— Problem details —
In the entries below, find the line with "are ever persisted." and the line with "let user = self"; give again those lines and every line between them, exactly.

— Supplied material —
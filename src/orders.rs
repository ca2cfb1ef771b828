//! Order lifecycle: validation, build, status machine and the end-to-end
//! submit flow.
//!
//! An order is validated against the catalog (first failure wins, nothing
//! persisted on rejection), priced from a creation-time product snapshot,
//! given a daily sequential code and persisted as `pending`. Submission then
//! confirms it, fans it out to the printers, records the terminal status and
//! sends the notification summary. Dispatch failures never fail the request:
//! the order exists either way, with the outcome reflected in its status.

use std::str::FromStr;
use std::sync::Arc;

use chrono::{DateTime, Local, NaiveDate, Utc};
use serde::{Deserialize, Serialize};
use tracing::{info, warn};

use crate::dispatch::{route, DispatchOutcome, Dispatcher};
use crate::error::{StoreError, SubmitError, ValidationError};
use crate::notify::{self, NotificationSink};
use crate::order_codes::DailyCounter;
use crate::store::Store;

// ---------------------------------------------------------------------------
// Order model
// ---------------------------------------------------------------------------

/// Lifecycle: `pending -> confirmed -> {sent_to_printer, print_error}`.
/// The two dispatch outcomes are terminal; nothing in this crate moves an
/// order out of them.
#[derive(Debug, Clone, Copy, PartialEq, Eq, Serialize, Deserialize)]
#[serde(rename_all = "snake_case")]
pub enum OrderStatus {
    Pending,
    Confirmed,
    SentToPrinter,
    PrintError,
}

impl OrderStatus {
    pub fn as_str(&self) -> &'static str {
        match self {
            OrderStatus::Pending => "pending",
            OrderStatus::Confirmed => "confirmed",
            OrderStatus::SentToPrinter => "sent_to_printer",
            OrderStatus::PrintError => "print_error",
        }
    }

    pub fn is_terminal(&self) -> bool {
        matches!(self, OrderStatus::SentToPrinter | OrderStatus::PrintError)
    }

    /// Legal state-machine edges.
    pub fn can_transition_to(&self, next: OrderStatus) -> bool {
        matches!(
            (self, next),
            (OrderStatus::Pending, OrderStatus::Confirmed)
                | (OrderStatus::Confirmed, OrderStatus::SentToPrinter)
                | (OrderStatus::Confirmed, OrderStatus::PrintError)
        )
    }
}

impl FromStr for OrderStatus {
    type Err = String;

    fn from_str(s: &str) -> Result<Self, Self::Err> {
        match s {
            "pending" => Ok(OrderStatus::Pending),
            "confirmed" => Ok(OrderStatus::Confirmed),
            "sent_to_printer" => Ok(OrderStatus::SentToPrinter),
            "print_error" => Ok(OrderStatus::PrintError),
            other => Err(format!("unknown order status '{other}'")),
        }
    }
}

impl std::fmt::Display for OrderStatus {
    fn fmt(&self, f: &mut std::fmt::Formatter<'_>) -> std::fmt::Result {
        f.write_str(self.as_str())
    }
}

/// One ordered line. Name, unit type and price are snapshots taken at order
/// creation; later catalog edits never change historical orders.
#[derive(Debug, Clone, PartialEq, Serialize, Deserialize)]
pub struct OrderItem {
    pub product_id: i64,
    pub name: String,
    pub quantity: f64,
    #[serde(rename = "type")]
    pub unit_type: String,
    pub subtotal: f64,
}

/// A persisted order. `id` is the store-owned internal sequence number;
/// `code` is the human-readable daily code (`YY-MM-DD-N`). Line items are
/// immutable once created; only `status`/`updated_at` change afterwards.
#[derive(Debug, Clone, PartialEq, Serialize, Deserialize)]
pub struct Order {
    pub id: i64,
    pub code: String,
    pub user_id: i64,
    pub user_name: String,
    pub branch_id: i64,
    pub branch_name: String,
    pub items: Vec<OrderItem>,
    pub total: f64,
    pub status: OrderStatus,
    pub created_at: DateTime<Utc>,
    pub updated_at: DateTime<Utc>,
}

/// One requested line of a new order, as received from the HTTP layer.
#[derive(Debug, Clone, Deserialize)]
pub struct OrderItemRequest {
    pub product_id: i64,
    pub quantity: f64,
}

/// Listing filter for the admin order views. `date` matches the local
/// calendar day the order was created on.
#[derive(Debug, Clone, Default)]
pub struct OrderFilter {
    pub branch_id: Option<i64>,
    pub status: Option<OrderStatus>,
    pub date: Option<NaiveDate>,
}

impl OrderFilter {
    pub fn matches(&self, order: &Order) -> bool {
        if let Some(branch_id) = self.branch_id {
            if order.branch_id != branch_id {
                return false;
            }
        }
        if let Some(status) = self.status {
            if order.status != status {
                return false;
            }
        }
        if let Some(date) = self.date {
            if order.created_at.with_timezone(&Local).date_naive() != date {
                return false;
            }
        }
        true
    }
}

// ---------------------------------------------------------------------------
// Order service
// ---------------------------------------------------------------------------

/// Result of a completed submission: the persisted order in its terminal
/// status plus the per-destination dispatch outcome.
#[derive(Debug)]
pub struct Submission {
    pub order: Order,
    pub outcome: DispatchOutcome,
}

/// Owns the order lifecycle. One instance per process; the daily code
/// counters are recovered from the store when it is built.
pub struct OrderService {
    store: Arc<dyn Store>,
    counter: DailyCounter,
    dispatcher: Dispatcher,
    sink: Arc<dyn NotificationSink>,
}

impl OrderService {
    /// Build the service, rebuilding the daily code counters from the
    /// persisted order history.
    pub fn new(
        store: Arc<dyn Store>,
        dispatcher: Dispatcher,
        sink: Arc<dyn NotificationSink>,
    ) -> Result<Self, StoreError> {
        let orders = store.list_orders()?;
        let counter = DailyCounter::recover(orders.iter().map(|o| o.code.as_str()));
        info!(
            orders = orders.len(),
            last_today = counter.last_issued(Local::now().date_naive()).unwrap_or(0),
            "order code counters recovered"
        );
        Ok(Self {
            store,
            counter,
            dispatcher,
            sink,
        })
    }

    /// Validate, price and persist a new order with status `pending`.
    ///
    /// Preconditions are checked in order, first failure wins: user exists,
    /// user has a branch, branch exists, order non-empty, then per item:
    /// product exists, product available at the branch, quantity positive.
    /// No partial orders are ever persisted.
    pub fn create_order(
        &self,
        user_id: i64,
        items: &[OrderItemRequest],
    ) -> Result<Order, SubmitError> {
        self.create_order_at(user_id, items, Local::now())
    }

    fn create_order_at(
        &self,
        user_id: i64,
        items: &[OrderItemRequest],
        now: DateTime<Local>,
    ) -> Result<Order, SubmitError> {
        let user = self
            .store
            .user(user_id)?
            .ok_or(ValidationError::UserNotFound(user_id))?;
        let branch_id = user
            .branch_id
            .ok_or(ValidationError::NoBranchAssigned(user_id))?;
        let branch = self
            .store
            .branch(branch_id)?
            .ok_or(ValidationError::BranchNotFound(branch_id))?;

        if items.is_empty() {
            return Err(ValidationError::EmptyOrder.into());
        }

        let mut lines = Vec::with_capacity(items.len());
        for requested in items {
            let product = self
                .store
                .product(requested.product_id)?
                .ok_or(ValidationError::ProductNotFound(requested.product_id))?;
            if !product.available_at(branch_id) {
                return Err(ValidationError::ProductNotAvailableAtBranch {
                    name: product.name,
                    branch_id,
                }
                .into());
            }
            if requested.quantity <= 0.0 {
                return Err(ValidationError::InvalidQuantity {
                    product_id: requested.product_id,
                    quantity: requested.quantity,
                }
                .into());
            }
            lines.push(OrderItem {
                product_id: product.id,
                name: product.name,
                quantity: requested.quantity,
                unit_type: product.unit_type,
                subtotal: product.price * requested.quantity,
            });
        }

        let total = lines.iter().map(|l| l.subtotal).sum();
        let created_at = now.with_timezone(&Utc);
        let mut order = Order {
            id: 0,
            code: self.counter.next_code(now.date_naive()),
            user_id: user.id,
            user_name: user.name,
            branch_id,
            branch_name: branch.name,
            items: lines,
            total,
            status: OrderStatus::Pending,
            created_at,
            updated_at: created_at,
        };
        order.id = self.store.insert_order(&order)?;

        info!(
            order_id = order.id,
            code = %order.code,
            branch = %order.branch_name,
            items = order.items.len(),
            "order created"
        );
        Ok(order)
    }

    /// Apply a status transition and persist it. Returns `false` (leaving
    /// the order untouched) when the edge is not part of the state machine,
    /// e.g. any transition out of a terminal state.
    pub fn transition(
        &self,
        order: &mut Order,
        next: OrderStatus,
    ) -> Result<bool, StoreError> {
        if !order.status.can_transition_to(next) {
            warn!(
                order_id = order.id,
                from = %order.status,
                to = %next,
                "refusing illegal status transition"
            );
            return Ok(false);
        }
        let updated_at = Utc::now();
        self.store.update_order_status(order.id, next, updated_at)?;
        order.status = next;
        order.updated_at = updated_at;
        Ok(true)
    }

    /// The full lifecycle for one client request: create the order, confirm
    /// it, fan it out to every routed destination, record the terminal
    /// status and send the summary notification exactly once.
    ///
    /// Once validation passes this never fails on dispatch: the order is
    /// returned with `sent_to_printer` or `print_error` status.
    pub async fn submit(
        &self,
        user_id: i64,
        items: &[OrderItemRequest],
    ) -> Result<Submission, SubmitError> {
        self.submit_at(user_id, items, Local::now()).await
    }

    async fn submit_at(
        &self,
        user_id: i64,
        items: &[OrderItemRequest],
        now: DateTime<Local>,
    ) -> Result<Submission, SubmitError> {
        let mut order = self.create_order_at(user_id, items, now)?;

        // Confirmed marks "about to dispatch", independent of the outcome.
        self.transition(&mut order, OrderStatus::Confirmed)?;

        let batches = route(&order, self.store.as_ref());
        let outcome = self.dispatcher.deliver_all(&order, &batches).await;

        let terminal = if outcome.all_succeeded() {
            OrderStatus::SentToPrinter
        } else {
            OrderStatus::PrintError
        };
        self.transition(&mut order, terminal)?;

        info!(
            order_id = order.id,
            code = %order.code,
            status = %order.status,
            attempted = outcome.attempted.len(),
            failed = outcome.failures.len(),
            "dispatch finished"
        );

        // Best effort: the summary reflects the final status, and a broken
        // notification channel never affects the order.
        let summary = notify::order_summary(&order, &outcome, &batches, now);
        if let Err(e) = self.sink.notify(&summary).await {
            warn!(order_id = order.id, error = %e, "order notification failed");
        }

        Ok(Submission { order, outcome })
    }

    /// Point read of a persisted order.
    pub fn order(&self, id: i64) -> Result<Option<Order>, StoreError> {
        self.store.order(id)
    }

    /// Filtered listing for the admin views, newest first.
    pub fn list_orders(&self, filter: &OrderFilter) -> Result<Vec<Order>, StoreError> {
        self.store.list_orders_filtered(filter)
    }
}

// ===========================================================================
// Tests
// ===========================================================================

— Result for this exercise —
    /// No partial orders are ever persisted.
    pub fn create_order(
        &self,
        user_id: i64,
        items: &[OrderItemRequest],
    ) -> Result<Order, SubmitError> {
        self.create_order_at(user_id, items, Local::now())
    }

    fn create_order_at(
        &self,
        user_id: i64,
        items: &[OrderItemRequest],
        now: DateTime<Local>,
    ) -> Result<Order, SubmitError> {
        let user = self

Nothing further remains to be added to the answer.